Sheet 5

PROBLEM S

5.1

a. How many 128 x 8 RAM chips are needed to provide a memory capacity of 2048 bytes? b. How many lines of the address bus must be used to access 2048 bytes of memory? How many of these lines will be common to all chips? c. How many lines must be decoded for chip select? Specify the size of the decoders.

5.2

A computer uses RAM chips of 1024 x 1 capacity. a. How many chips are needed, and how should their address lines be connected to provide a memory capacity of 1024 bytes? b. How many chips are needed to provide a memory capacity of 16K bytes? Explain in words how the chips are to be connected to the address bus.

5.3

A ROM chip of 1024 x 8 bits has four select inputs and operates from a 5-volt power supply. How many pins are needed for the IC package? Draw a block diagram and label all input and output terminals in the ROM.

5.4

A computer employs RAM chips of 256 x 8 and ROM chips of 1024 x 8. The computer system needs 2K bytes of RAM, 4K bytes of ROM, and four interface units, each with four registers. A memory-mapped I/O configuration is used. The two highest-order bits of the address bus are assigned 00 for RAM, 01 for ROM, 10 for interface registers. a. How many RAM and ROM chips are needed?

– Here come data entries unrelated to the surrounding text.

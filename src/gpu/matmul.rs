// gpu/matmul.rs — tiled matrix multiply and the CPU/GPU benchmark.
//
// The kernel computes one 16×16 block of C per workgroup from shared-memory
// tiles of A and B; the tile edge is fixed in the shader, independent of
// the backend's image workgroup size. Dispatch covers
// ceil(n / 16) * ceil(m / 16) workgroups, folded into a 2D grid within the
// device's per-dimension limit; invocations outside C only help stage
// tiles.
//
// `benchmark` times the CPU reference and the GPU path independently. The
// GPU time covers upload, dispatch and readback, not pipeline creation.

use std::fmt;
use std::time::{Duration, Instant};

use crate::config::BackendOptions;
use crate::error::Result;
use crate::gpu::buffer::{uniform_buffer, AccessMode, DeviceBuffer};
use crate::gpu::device::{fold_grid, ComputeBackend};
use crate::gpu::program::{BindingKind, Kernel, KernelArg, Program};
use crate::matmul::{self, benchmark_inputs, check_product_shape, max_abs_diff, spot_check, Matrix};

const MATMUL_WGSL: &str = include_str!("../shaders/matmul_tiled.wgsl");

/// Tile edge, must match `TILE` in the shader.
pub const TILE: u32 = 16;

const MATMUL_SIGNATURE: [BindingKind; 4] = [
    BindingKind::StorageRead,      // a
    BindingKind::StorageRead,      // b
    BindingKind::StorageReadWrite, // c
    BindingKind::Uniform,          // MatmulParams
];

/// Layout must match `MatmulParams` in matmul_tiled.wgsl (16 bytes).
#[repr(C)]
#[derive(Debug, Copy, Clone, bytemuck::Pod, bytemuck::Zeroable)]
struct MatmulParams {
    m: u32,
    k: u32,
    n: u32,
    _pad: u32,
}

/// Both products and their timings.
#[derive(Debug, Clone)]
pub struct BenchmarkReport {
    pub cpu: Matrix,
    pub gpu: Matrix,
    pub cpu_time: Duration,
    pub gpu_time: Duration,
    /// First and last elements agree within `matmul::VERIFY_TOLERANCE`.
    pub verified: bool,
    /// Largest element-wise difference. Diagnostic only.
    pub max_abs_diff: f32,
}

impl BenchmarkReport {
    /// CPU time over GPU time.
    pub fn speedup(&self) -> f64 {
        let gpu = self.gpu_time.as_secs_f64();
        if gpu > 0.0 {
            self.cpu_time.as_secs_f64() / gpu
        } else {
            f64::INFINITY
        }
    }
}

impl fmt::Display for BenchmarkReport {
    fn fmt(&self, f: &mut fmt::Formatter<'_>) -> fmt::Result {
        writeln!(f, "Result size: {}x{}", self.cpu.rows(), self.cpu.cols())?;
        writeln!(
            f,
            "CPU result: first={} last={}",
            self.cpu.first(),
            self.cpu.last()
        )?;
        writeln!(
            f,
            "GPU result: first={} last={}",
            self.gpu.first(),
            self.gpu.last()
        )?;
        writeln!(f, "CPU time: {:.3} ms", self.cpu_time.as_secs_f64() * 1e3)?;
        writeln!(f, "GPU time: {:.3} ms", self.gpu_time.as_secs_f64() * 1e3)?;
        writeln!(f, "Max abs diff: {}", self.max_abs_diff)?;
        write!(
            f,
            "Verification: {}",
            if self.verified { "PASSED" } else { "FAILED" }
        )
    }
}

/// Owns one backend and the compiled `matmul_tiled` kernel.
pub struct GpuMatrixMultiplier {
    kernel: Kernel,
    program: Program,
    backend: ComputeBackend,
}

impl GpuMatrixMultiplier {
    pub fn new(options: &BackendOptions) -> Result<Self> {
        let backend = ComputeBackend::with_options(options)?;
        let program = Program::compile(&backend, "matmul_tiled.wgsl", MATMUL_WGSL)?;
        let kernel = program.create_kernel(&backend, "matmul_tiled", &MATMUL_SIGNATURE)?;
        Ok(GpuMatrixMultiplier { kernel, program, backend })
    }

    pub fn backend(&self) -> &ComputeBackend {
        &self.backend
    }

    /// CPU reference product.
    pub fn multiply_cpu(&self, a: &Matrix, b: &Matrix) -> Result<Matrix> {
        matmul::multiply_cpu(a, b)
    }

    /// `a · b` on the device. The result is always `rows(a) × cols(b)`.
    ///
    /// # Errors
    /// `DimensionMismatch` before any device work; buffer or readback
    /// errors otherwise.
    pub fn multiply_gpu(&self, a: &Matrix, b: &Matrix) -> Result<Matrix> {
        check_product_shape(a, b)?;
        let backend = &self.backend;
        let (m, k, n) = (a.rows(), a.cols(), b.cols());

        let a_buf = DeviceBuffer::upload_pod(backend, "matmul a", a.as_slice(), AccessMode::ReadOnly)?;
        let b_buf = DeviceBuffer::upload_pod(backend, "matmul b", b.as_slice(), AccessMode::ReadOnly)?;
        let c_buf = DeviceBuffer::allocate(
            backend,
            "matmul c",
            (m * n * std::mem::size_of::<f32>()) as u64,
            AccessMode::WriteOnly,
        )?;
        let params = uniform_buffer(
            backend,
            "MatmulParams",
            &MatmulParams { m: m as u32, k: k as u32, n: n as u32, _pad: 0 },
        );

        let bind_group = self.kernel.bind(
            backend,
            &[
                KernelArg::Buffer(&a_buf),
                KernelArg::Buffer(&b_buf),
                KernelArg::Buffer(&c_buf),
                KernelArg::Uniform(&params),
            ],
        )?;
        let tiles = (n as u64).div_ceil(TILE as u64) * (m as u64).div_ceil(TILE as u64);
        let groups = fold_grid(tiles, backend.device.limits().max_compute_workgroups_per_dimension)?;
        backend.dispatch(&self.kernel, &bind_group, groups)?;

        let mut out = vec![0.0f32; m * n];
        c_buf.download_pod(backend, &mut out)?;

        a_buf.release();
        b_buf.release();
        c_buf.release();
        log::debug!("{}: {m}x{k} · {k}x{n}", self.program.label());
        Matrix::from_vec(m, n, out)
    }

    /// Run and time both paths on `a · b` and compare them.
    pub fn benchmark(&self, a: &Matrix, b: &Matrix) -> Result<BenchmarkReport> {
        check_product_shape(a, b)?;

        let start = Instant::now();
        let cpu = self.multiply_cpu(a, b)?;
        let cpu_time = start.elapsed();

        let start = Instant::now();
        let gpu = self.multiply_gpu(a, b)?;
        let gpu_time = start.elapsed();

        let verified = spot_check(&cpu, &gpu);
        let max_abs_diff = max_abs_diff(&cpu, &gpu).unwrap_or(f32::INFINITY);
        let report = BenchmarkReport { cpu, gpu, cpu_time, gpu_time, verified, max_abs_diff };

        log::info!(
            "matmul {}x{}·{}x{}: cpu {:?}, gpu {:?} ({:.2}x), verification {}",
            a.rows(),
            a.cols(),
            b.rows(),
            b.cols(),
            report.cpu_time,
            report.gpu_time,
            report.speedup(),
            if report.verified { "passed" } else { "FAILED" }
        );
        Ok(report)
    }

    /// Benchmark on the deterministic operands from
    /// `matmul::benchmark_inputs`.
    pub fn run_benchmark(&self, rows1: usize, cols1: usize, cols2: usize) -> Result<BenchmarkReport> {
        let (a, b) = benchmark_inputs(rows1, cols1, cols2)?;
        self.benchmark(&a, &b)
    }
}

#[cfg(test)]
mod tests {
    use super::*;
    use crate::error::GpuError;
    use crate::gpu::run_gpu_test_in_subprocess;

    #[test]
    fn test_params_layout() {
        assert_eq!(std::mem::size_of::<MatmulParams>(), 16);
    }

    #[test]
    fn test_report_display() {
        let cpu = Matrix::from_vec(1, 2, vec![1.0, 2.0]).unwrap();
        let report = BenchmarkReport {
            gpu: cpu.clone(),
            cpu,
            cpu_time: Duration::from_millis(4),
            gpu_time: Duration::from_millis(2),
            verified: true,
            max_abs_diff: 0.0,
        };
        let text = report.to_string();
        assert!(text.contains("Result size: 1x2"));
        assert!(text.ends_with("Verification: PASSED"));
        assert!((report.speedup() - 2.0).abs() < 1e-9);
    }

    fn multiplier() -> GpuMatrixMultiplier {
        GpuMatrixMultiplier::new(&BackendOptions::default()).expect("need an adapter")
    }

    #[test]
    #[ignore = "GPU integration: run via outer subprocess wrapper"]
    fn inner_small_product() {
        let mm = multiplier();
        let a = Matrix::from_vec(2, 3, vec![1.0, 2.0, 3.0, 4.0, 5.0, 6.0]).unwrap();
        let b = Matrix::from_vec(3, 2, vec![7.0, 8.0, 9.0, 10.0, 11.0, 12.0]).unwrap();
        let c = mm.multiply_gpu(&a, &b).unwrap();
        assert_eq!((c.rows(), c.cols()), (2, 2));
        assert_eq!(c.as_slice(), &[58.0, 64.0, 139.0, 154.0]);
        println!("GPU_TEST_OK");
    }

    #[test]
    #[ignore = "GPU integration: run via outer subprocess wrapper"]
    fn inner_identity_and_mismatch() {
        let mm = multiplier();
        // 37 is not a multiple of the tile edge.
        let a = Matrix::from_fn(37, 37, |i| (i % 13) as f32 - 6.0).unwrap();
        let c = mm.multiply_gpu(&a, &Matrix::identity(37).unwrap()).unwrap();
        assert_eq!(c, a);

        let b = Matrix::zeros(5, 2).unwrap();
        let err = mm.multiply_gpu(&a, &b).unwrap_err();
        assert!(matches!(err, GpuError::DimensionMismatch { a_cols: 37, b_rows: 5, .. }));
        println!("GPU_TEST_OK");
    }

    #[test]
    #[ignore = "GPU integration: run via outer subprocess wrapper"]
    fn inner_tall_product_folds_grid() {
        let mm = multiplier();
        // 68,750 row tiles: more than one grid dimension holds.
        let rows = 1_100_000;
        let a = Matrix::from_fn(rows, 1, |i| (i % 251) as f32).unwrap();
        let b = Matrix::from_vec(1, 1, vec![2.0]).unwrap();
        let c = mm.multiply_gpu(&a, &b).unwrap();
        assert_eq!((c.rows(), c.cols()), (rows, 1));
        for (i, &v) in c.as_slice().iter().enumerate() {
            assert_eq!(v, 2.0 * (i % 251) as f32, "row {i}");
        }
        println!("GPU_TEST_OK");
    }

    #[test]
    #[ignore = "GPU integration: run via outer subprocess wrapper"]
    fn inner_benchmark_verifies() {
        let mm = multiplier();
        // Small inner dimension keeps the checked elements well inside
        // the absolute tolerance even if the device contracts to FMA.
        let report = mm.run_benchmark(17, 2, 18).unwrap();
        assert_eq!((report.gpu.rows(), report.gpu.cols()), (17, 18));
        assert!(report.verified, "{report}");
        println!("GPU_TEST_OK");
    }

    #[test]
    #[ignore = "requires a GPU or software adapter"]
    fn test_small_product() {
        let out = run_gpu_test_in_subprocess("gpu::matmul::tests::inner_small_product");
        assert!(out.contains("GPU_TEST_OK"), "inner test failed:\n{out}");
    }

    #[test]
    #[ignore = "requires a GPU or software adapter"]
    fn test_identity_and_mismatch() {
        let out = run_gpu_test_in_subprocess("gpu::matmul::tests::inner_identity_and_mismatch");
        assert!(out.contains("GPU_TEST_OK"), "inner test failed:\n{out}");
    }

    #[test]
    #[ignore = "requires a GPU or software adapter"]
    fn test_tall_product_folds_grid() {
        let out = run_gpu_test_in_subprocess("gpu::matmul::tests::inner_tall_product_folds_grid");
        assert!(out.contains("GPU_TEST_OK"), "inner test failed:\n{out}");
    }

    #[test]
    #[ignore = "requires a GPU or software adapter"]
    fn test_benchmark_verifies() {
        let out = run_gpu_test_in_subprocess("gpu::matmul::tests::inner_benchmark_verifies");
        assert!(out.contains("GPU_TEST_OK"), "inner test failed:\n{out}");
    }
}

b. Draw a memory-address map for the system. c. Give the address range in hexadecimal for RAM, ROM, and interface. 5.5

An 8-bit computer has a 16-bit address bus. The first 15 lines of the address are used to select a bank of 32K bytes of memory. The high-order bit of the address is used to select a register which receives the contents of the data bus. Explain how this configuration can be used to extend the memory capacity of the system to eight banks of 32K bytes each, for a total of 256K bytes of memory.

5.6

A magnetic disk system has the following parameters: Ts = seek time; average time to position

the magnetic head over a track R= rotation speed of disk in revolutions per second N t = number of bits per track

N s = number of bits per sector

Calculate the average time Ta that it will take to read one sector. 5.7

Obtain the complement function for the match logic of one word in an associative memory. In other words, show that M i' is the sum of exclusive-OR functions. Draw the logic diagram for M i' and terminate it with an inverter to obtain M i .

5.8

Obtain the Boolean function for the match logic of one word in an associative memory taking into consideration a tag bit that indicates whether the word is active or inactive.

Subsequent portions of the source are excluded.